* [EXERCISE DETAILS] Using the lines below, work out the count of those that hold "await". Give the number only.

:::::

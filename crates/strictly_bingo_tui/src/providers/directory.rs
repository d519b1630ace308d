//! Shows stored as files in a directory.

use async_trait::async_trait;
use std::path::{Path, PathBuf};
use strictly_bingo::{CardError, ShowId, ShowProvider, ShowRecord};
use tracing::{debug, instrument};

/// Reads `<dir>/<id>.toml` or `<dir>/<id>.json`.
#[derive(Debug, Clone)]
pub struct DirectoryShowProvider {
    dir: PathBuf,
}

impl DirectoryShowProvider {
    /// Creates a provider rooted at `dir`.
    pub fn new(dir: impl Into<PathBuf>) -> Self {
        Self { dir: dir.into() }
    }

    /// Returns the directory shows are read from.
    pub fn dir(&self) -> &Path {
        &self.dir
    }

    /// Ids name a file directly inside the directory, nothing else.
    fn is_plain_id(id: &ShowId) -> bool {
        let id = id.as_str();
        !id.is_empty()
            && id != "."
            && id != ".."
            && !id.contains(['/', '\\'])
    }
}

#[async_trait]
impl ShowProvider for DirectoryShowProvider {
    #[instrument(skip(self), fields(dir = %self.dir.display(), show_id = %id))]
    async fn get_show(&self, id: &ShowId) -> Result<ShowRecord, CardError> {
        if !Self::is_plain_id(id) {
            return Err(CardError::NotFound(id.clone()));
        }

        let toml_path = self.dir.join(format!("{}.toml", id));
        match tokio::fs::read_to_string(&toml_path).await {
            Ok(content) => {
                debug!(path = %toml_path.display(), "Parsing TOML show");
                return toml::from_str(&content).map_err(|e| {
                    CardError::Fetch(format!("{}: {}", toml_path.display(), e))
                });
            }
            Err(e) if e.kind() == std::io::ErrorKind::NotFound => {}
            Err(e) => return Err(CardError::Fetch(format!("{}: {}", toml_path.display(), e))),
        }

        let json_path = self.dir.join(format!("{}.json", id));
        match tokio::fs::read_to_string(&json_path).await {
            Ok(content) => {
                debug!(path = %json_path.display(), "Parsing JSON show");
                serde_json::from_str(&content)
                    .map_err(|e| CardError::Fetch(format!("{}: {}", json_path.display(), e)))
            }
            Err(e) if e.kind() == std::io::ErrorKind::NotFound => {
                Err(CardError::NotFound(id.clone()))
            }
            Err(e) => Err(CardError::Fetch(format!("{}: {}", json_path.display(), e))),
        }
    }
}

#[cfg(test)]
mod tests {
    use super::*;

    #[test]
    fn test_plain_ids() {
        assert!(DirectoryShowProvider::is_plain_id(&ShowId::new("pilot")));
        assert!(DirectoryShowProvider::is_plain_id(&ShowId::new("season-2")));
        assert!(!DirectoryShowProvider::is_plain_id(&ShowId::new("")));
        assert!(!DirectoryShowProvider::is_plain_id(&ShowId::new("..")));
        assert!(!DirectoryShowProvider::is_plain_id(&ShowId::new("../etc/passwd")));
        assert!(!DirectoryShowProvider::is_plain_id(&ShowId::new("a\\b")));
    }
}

:::::

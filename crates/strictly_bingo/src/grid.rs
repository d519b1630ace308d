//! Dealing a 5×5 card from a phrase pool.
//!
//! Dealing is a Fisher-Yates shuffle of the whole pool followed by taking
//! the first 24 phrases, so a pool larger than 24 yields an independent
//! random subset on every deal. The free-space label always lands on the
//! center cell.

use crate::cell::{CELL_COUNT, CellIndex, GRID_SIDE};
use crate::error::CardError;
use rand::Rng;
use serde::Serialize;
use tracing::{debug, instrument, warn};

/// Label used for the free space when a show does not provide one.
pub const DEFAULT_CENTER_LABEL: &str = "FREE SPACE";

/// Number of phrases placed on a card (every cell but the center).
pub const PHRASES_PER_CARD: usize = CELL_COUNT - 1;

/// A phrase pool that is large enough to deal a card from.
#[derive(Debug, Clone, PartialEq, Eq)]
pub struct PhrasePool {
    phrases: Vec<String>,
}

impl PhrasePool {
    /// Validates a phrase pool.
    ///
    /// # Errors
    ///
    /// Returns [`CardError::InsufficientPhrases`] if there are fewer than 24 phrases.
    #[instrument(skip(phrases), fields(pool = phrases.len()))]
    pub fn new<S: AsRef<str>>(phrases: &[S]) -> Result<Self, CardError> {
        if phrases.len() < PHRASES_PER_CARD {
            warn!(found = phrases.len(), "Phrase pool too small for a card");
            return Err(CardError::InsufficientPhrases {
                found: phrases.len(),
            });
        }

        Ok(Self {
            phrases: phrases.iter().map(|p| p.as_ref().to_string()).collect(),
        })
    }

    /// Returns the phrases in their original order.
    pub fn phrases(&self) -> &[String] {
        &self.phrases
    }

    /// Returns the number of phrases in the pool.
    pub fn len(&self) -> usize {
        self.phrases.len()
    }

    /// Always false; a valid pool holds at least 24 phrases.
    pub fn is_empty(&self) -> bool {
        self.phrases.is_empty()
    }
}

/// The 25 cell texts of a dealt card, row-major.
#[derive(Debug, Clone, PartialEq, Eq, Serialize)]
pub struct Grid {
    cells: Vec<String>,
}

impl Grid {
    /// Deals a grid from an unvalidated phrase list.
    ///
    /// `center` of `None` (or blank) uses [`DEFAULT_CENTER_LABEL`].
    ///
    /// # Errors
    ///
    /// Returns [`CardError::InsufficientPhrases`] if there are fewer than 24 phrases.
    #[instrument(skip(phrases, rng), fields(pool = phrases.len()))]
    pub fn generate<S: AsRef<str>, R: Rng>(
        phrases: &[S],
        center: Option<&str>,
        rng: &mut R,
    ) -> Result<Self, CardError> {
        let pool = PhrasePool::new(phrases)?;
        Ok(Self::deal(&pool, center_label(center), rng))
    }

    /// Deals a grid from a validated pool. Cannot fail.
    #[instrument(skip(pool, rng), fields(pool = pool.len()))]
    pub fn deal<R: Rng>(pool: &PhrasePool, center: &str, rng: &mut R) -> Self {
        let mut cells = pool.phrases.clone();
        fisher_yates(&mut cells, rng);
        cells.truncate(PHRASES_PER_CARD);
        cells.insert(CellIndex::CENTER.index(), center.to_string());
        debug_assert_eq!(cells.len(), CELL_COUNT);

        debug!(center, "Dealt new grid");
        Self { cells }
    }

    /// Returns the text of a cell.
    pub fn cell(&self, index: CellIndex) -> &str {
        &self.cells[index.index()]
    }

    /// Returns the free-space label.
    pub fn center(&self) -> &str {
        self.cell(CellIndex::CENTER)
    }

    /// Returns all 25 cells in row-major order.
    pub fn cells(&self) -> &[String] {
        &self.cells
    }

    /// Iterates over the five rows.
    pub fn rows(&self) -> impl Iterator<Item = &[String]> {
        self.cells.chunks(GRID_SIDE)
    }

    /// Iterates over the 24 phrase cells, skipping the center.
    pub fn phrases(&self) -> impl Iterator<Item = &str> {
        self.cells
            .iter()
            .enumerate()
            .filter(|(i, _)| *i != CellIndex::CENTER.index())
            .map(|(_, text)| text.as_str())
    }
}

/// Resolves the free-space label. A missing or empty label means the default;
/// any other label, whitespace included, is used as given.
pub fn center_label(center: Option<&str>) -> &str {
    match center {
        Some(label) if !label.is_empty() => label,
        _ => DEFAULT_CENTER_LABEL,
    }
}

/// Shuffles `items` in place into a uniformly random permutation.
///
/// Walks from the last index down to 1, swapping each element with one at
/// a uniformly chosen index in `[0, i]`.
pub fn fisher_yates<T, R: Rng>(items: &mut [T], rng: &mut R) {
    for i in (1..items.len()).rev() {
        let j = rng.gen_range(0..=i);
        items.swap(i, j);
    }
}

:::::

* [ANSWER BOX] 2